***** INPUT DATA *****

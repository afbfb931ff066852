use crate::containers::StorageKey;

/// An identifier of a propagator in the fixpoint engine: the position of its constraint record,
/// or one past the last record for the objective bound.
#[derive(Clone, Copy, Debug, PartialEq, Eq, PartialOrd, Ord, Hash)]
pub struct PropagatorId(pub u32);

impl StorageKey for PropagatorId {
    fn index(&self) -> usize {
        self.0 as usize
    }

    fn create_from_index(index: usize) -> Self {
        PropagatorId(index as u32)
    }
}

impl std::fmt::Display for PropagatorId {
    fn fmt(&self, f: &mut std::fmt::Formatter<'_>) -> std::fmt::Result {
        write!(f, "PropagatorId({})", self.0)
    }
}
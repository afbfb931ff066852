use std::fmt::Display;

use super::statistic_logging::log_statistic;

/// Responsible for logging the statistics with the provided prefix; the prefix names the worker
/// (or the portfolio) the statistics belong to.
#[derive(Debug, Default, Clone)]
pub struct StatisticLogger {
    /// The prefix which will be attached to the statistic name
    name_prefix: String,
}

impl StatisticLogger {
    pub fn new(name_prefix: impl Display) -> Self {
        Self {
            name_prefix: name_prefix.to_string(),
        }
    }

    pub fn attach_to_prefix(&self, addition_to_prefix: impl Display) -> Self {
        let name_prefix = if self.name_prefix.is_empty() {
            addition_to_prefix.to_string()
        } else {
            format!("{}_{}", self.name_prefix, addition_to_prefix)
        };

        Self { name_prefix }
    }
}

impl std::fmt::Write for StatisticLogger {
    fn write_str(&mut self, s: &str) -> std::fmt::Result {
        log_statistic(&self.name_prefix, s);
        Ok(())
    }
}

#[cfg(test)]
mod tests {
    use super::*;

    #[test]
    fn prefixes_are_joined_with_underscores() {
        let logger = StatisticLogger::new("worker0").attach_to_prefix("numDecisions");

        assert_eq!("worker0_numDecisions", logger.name_prefix);
    }

    #[test]
    fn empty_prefix_is_not_joined() {
        let logger = StatisticLogger::default().attach_to_prefix("numDecisions");

        assert_eq!("numDecisions", logger.name_prefix);
    }
}
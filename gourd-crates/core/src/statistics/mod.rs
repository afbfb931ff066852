//! Contains structures related to the statistic logging of the solver.
mod statistic_logger;
mod statistic_logging;

use std::fmt::Display;
use std::fmt::Write;

pub use statistic_logger::StatisticLogger;
pub use statistic_logging::configure_statistic_logging;
pub use statistic_logging::log_statistic;
pub use statistic_logging::log_statistic_postfix;
pub use statistic_logging::should_log_statistics;
pub use statistic_logging::StatisticOptions;

/// A simple trait for defining a loggable statistic.
///
/// See [`create_statistics_struct!`] for creating a statistic struct automatically!
pub trait Statistic {
    /// Logs the [`Statistic`] using the provided [`StatisticLogger`].
    fn log(&self, statistic_logger: StatisticLogger);
}

impl<Value: Display> Statistic for Value {
    fn log(&self, mut statistic_logger: StatisticLogger) {
        let _ = write!(statistic_logger, "{self}");
    }
}

/// A macro for generating a struct for storing statistics.
///
/// # Example
/// ```rust
/// # use gourd_core::create_statistics_struct;
/// create_statistics_struct!(Statistics {
///     number_of_calls: usize
/// });
///
/// let statistics = Statistics::default();
///
/// assert_eq!(statistics.number_of_calls, 0);
/// ```
#[macro_export]
macro_rules! create_statistics_struct {
    ($(#[$struct_documentation:meta])* $name:ident { $($(#[$variable_documentation:meta])* $field:ident : $type:ty),+ $(,)? }) => {
        $(#[$struct_documentation])*
        #[derive(Default, Debug, Copy, Clone, PartialEq, Eq)]
        pub struct $name {
            $($(#[$variable_documentation])* pub $field: $type),+
        }

        impl $crate::statistics::Statistic for $name {
            fn log(&self, statistic_logger: $crate::statistics::StatisticLogger) {
                $($crate::statistics::Statistic::log(
                    &self.$field,
                    statistic_logger.attach_to_prefix(stringify!($field)),
                ));+
            }
        }
    };
}
use gourd_core::api::SolutionView;
use gourd_core::model::LinearExpr;
use gourd_core::model::Model;
use gourd_core::variables::DomainId;

use super::Sample;

/// The cryptarithm `SEND + MORE = MONEY`, where every letter is a distinct digit and the leading
/// digits are non-zero.
#[derive(Clone, Debug)]
pub struct SendMoreMoney {
    pub model: Model,
    /// The digits of `S, E, N, D, M, O, R, Y` in that order.
    pub letters: [DomainId; 8],
}

pub fn send_more_money() -> SendMoreMoney {
    let mut model = Model::default();

    let letters = ["S", "E", "N", "D", "M", "O", "R", "Y"].map(|name| {
        let lower_bound = if matches!(name, "S" | "M") { 1 } else { 0 };
        model.new_int_var(lower_bound, 9, name)
    });
    let [s, e, n, d, m, o, r, y] = letters;

    let _ = model.add_all_different(letters);

    let send = LinearExpr::weighted_sum([s, e, n, d], [1000, 100, 10, 1]);
    let more = LinearExpr::weighted_sum([m, o, r, e], [1000, 100, 10, 1]);
    let money = LinearExpr::weighted_sum([m, o, n, e, y], [10000, 1000, 100, 10, 1]);
    let _ = model.add_equality(send + more, money);

    SendMoreMoney { model, letters }
}

impl Sample for SendMoreMoney {
    fn model(&self) -> &Model {
        &self.model
    }

    fn format_solution(&self, solution: &SolutionView<'_>) -> String {
        let digit = |index: usize| {
            solution
                .value(self.letters[index])
                .map_or_else(|| "?".to_owned(), |value| value.to_string())
        };
        let word = |indices: &[usize]| {
            indices
                .iter()
                .map(|&index| digit(index))
                .collect::<String>()
        };

        format!(
            "{} + {} = {}",
            word(&[0, 1, 2, 3]),
            word(&[4, 5, 6, 1]),
            word(&[4, 5, 2, 1, 7])
        )
    }
}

*****

-- WORK INSTRUCTION --
Write out each line above that contains the word "Sample".

-- SOLUTION BELOW --
use super::Sample;
impl Sample for SendMoreMoney {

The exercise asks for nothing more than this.